The required result is each line of the entries below containing the string "middleware".
###
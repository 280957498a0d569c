use axum::{
    extract::{Query, State},
    Extension, Json,
};
use serde::{Deserialize, Serialize};
use storepulse_core::ReportStatus;
use uuid::Uuid;

use crate::dispatch::spawn_report_build;
use crate::middleware::RequestId;

use super::{ApiError, ApiResponse, AppState, ErrorCode};

#[derive(Debug, Deserialize)]
pub(super) struct GetReportQuery {
    pub report_id: Option<String>,
}

#[derive(Debug, Serialize)]
pub(super) struct TriggeredReport {
    report_id: Uuid,
}

#[derive(Debug, Serialize)]
pub(super) struct ReportStatusItem {
    status: ReportStatus,
    #[serde(skip_serializing_if = "Option::is_none")]
    report: Option<String>,
    #[serde(skip_serializing_if = "Option::is_none")]
    error: Option<String>,
}

pub(super) async fn trigger_report(
    State(state): State<AppState>,
    Extension(req_id): Extension<RequestId>,
) -> Result<Json<ApiResponse<TriggeredReport>>, ApiError> {
    let row = storepulse_db::create_report(&state.pool)
        .await
        .map_err(|e| ApiError::from_db(req_id.0.clone(), &e))?;

    tracing::info!(report_id = %row.report_id, request_id = %req_id.0, "report triggered");
    spawn_report_build(state.pool.clone(), row.report_id, state.engine);

    Ok(Json(ApiResponse::new(
        req_id.0,
        TriggeredReport {
            report_id: row.report_id,
        },
    )))
}

pub(super) async fn get_report(
    State(state): State<AppState>,
    Extension(req_id): Extension<RequestId>,
    Query(query): Query<GetReportQuery>,
) -> Result<Json<ApiResponse<ReportStatusItem>>, ApiError> {
    let report_id = query
        .report_id
        .as_deref()
        .map(str::trim)
        .and_then(|raw| Uuid::parse_str(raw).ok())
        .ok_or_else(|| {
            ApiError::new(
                req_id.0.clone(),
                ErrorCode::BadRequest,
                "report_id query parameter must be a UUID",
            )
        })?;

    let row = storepulse_db::get_report(&state.pool, report_id)
        .await
        .map_err(|e| ApiError::from_db(req_id.0.clone(), &e))?;
    let status = row
        .status()
        .map_err(|e| ApiError::from_db(req_id.0.clone(), &e))?;

    let data = match status {
        ReportStatus::Running => ReportStatusItem {
            status,
            report: None,
            error: None,
        },
        ReportStatus::Complete => ReportStatusItem {
            status,
            report: Some(row.report.unwrap_or_default()),
            error: None,
        },
        ReportStatus::Failed => ReportStatusItem {
            status,
            report: None,
            error: Some(row.error_message.unwrap_or_default()),
        },
    };

    Ok(Json(ApiResponse::new(req_id.0, data)))
}

#[cfg(test)]
mod tests {
    use std::time::Duration;

    use axum::body::{to_bytes, Body};
    use axum::http::{Request, StatusCode};
    use axum::Router;
    use storepulse_engine::EngineOptions;
    use tower::ServiceExt;

    use super::*;
    use crate::api::{build_app, default_rate_limit_state};
    use crate::middleware::AuthState;

    #[test]
    fn running_item_omits_report_and_error() {
        let item = ReportStatusItem {
            status: ReportStatus::Running,
            report: None,
            error: None,
        };
        let json = serde_json::to_value(&item).expect("serialize");
        assert_eq!(json, serde_json::json!({ "status": "Running" }));
    }

    fn app(pool: sqlx::PgPool) -> Router {
        let state = AppState {
            pool,
            engine: EngineOptions::default(),
        };
        let auth = AuthState::from_keys("", true).expect("auth");
        build_app(state, auth, default_rate_limit_state())
    }

    async fn get_json(app: &Router, uri: &str) -> (StatusCode, serde_json::Value) {
        let response = app
            .clone()
            .oneshot(Request::builder().uri(uri).body(Body::empty()).expect("request"))
            .await
            .expect("response");
        let status = response.status();
        let body = to_bytes(response.into_body(), usize::MAX)
            .await
            .expect("body bytes");
        (status, serde_json::from_slice(&body).expect("json parse"))
    }

    async fn seed(pool: &sqlx::PgPool) {
        sqlx::query("INSERT INTO stores (store_id, timezone) VALUES ('s1', 'UTC')")
            .execute(pool)
            .await
            .expect("insert store");
        sqlx::query(
            "INSERT INTO business_hours (store_id, day_of_week, start_time_local, end_time_local) \
             SELECT 's1', d, TIME '09:00', TIME '17:00' FROM generate_series(0, 6) AS d",
        )
        .execute(pool)
        .await
        .expect("insert hours");
        sqlx::query(
            "INSERT INTO store_status (store_id, status, timestamp_utc) VALUES \
             ('s1', 'active', TIMESTAMPTZ '2023-01-23 09:00:00+00'), \
             ('s1', 'active', TIMESTAMPTZ '2023-01-23 17:00:00+00')",
        )
        .execute(pool)
        .await
        .expect("insert observations");
    }

    #[sqlx::test(migrations = "../../migrations")]
    async fn triggered_report_completes_with_csv(pool: sqlx::PgPool) {
        seed(&pool).await;
        let app = app(pool);

        let (status, json) = get_json(&app, "/api/v1/trigger_report").await;
        assert_eq!(status, StatusCode::OK);
        let report_id = json["data"]["report_id"]
            .as_str()
            .expect("report id")
            .to_string();

        let uri = format!("/api/v1/get_report?report_id={report_id}");
        let mut last = serde_json::Value::Null;
        for _ in 0..50 {
            let (status, json) = get_json(&app, &uri).await;
            assert_eq!(status, StatusCode::OK);
            if json["data"]["status"] != "Running" {
                last = json;
                break;
            }
            tokio::time::sleep(Duration::from_millis(100)).await;
        }

        assert_eq!(last["data"]["status"], "Complete");
        let csv = last["data"]["report"].as_str().expect("csv");
        let lines: Vec<&str> = csv.lines().collect();
        assert!(lines[0].starts_with("store_id,uptime_last_hour (in minutes)"));
        assert_eq!(lines[1], "s1,60,8,8,0,0,0");
    }

    #[sqlx::test(migrations = "../../migrations")]
    async fn unknown_report_is_not_found(pool: sqlx::PgPool) {
        let app = app(pool);
        let uri = format!("/api/v1/get_report?report_id={}", Uuid::new_v4());
        let (status, json) = get_json(&app, &uri).await;
        assert_eq!(status, StatusCode::NOT_FOUND);
        assert_eq!(json["error"]["code"], "not_found");
    }

    #[sqlx::test(migrations = "../../migrations")]
    async fn failed_report_exposes_error(pool: sqlx::PgPool) {
        let row = storepulse_db::create_report(&pool).await.expect("create");
        storepulse_db::fail_report(&pool, row.report_id, "snapshot load failed")
            .await
            .expect("fail");

        let app = app(pool);
        let uri = format!("/api/v1/get_report?report_id={}", row.report_id);
        let (status, json) = get_json(&app, &uri).await;
        assert_eq!(status, StatusCode::OK);
        assert_eq!(json["data"]["status"], "Failed");
        assert_eq!(json["data"]["error"], "snapshot load failed");
        assert!(json["data"].get("report").is_none());
    }
}
//! Local wall-clock time to absolute instant conversion.

use chrono::{
    DateTime, Duration, LocalResult, NaiveDate, NaiveDateTime, NaiveTime, Offset, TimeZone, Utc,
};
use chrono_tz::Tz;

use crate::error::EngineError;

/// How far back to look for the offset in force before a spring-forward gap.
const GAP_SEARCH_HOURS: i64 = 4;

/// Parse an IANA timezone name.
///
/// # Errors
///
/// Returns [`EngineError::InvalidTimezone`] if the name is not in the tz database.
pub fn parse_timezone(name: &str) -> Result<Tz, EngineError> {
    name.trim()
        .parse::<Tz>()
        .map_err(|_| EngineError::InvalidTimezone(name.to_string()))
}

/// Combine `date` with `local`, read the result as wall-clock time in the
/// named timezone, and return the matching UTC instant.
///
/// # Errors
///
/// Returns [`EngineError::InvalidTimezone`] if `timezone` is not recognized.
pub fn local_to_absolute(
    local: NaiveTime,
    timezone: &str,
    date: NaiveDate,
) -> Result<DateTime<Utc>, EngineError> {
    let tz = parse_timezone(timezone)?;
    Ok(local_to_utc(local, tz, date))
}

/// Same as [`local_to_absolute`] for an already-parsed zone.
///
/// Ambiguous wall times (clocks falling back) resolve to the earlier instant.
/// Wall times inside a spring-forward gap are read with the offset that was in
/// force just before the gap, so they land after it.
#[must_use]
pub fn local_to_utc(local: NaiveTime, tz: Tz, date: NaiveDate) -> DateTime<Utc> {
    let naive = date.and_time(local);
    match tz.from_local_datetime(&naive) {
        LocalResult::Single(dt) | LocalResult::Ambiguous(dt, _) => dt.with_timezone(&Utc),
        LocalResult::None => Utc.from_utc_datetime(&(naive - offset_before_gap(tz, naive))),
    }
}

fn offset_before_gap(tz: Tz, naive: NaiveDateTime) -> Duration {
    (1..=GAP_SEARCH_HOURS)
        .find_map(|h| tz.from_local_datetime(&(naive - Duration::hours(h))).earliest())
        .map_or_else(Duration::zero, |dt| {
            Duration::seconds(i64::from(dt.offset().fix().local_minus_utc()))
        })
}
###
#### Finished exercise:
use crate::middleware::RequestId;
    use crate::middleware::AuthState;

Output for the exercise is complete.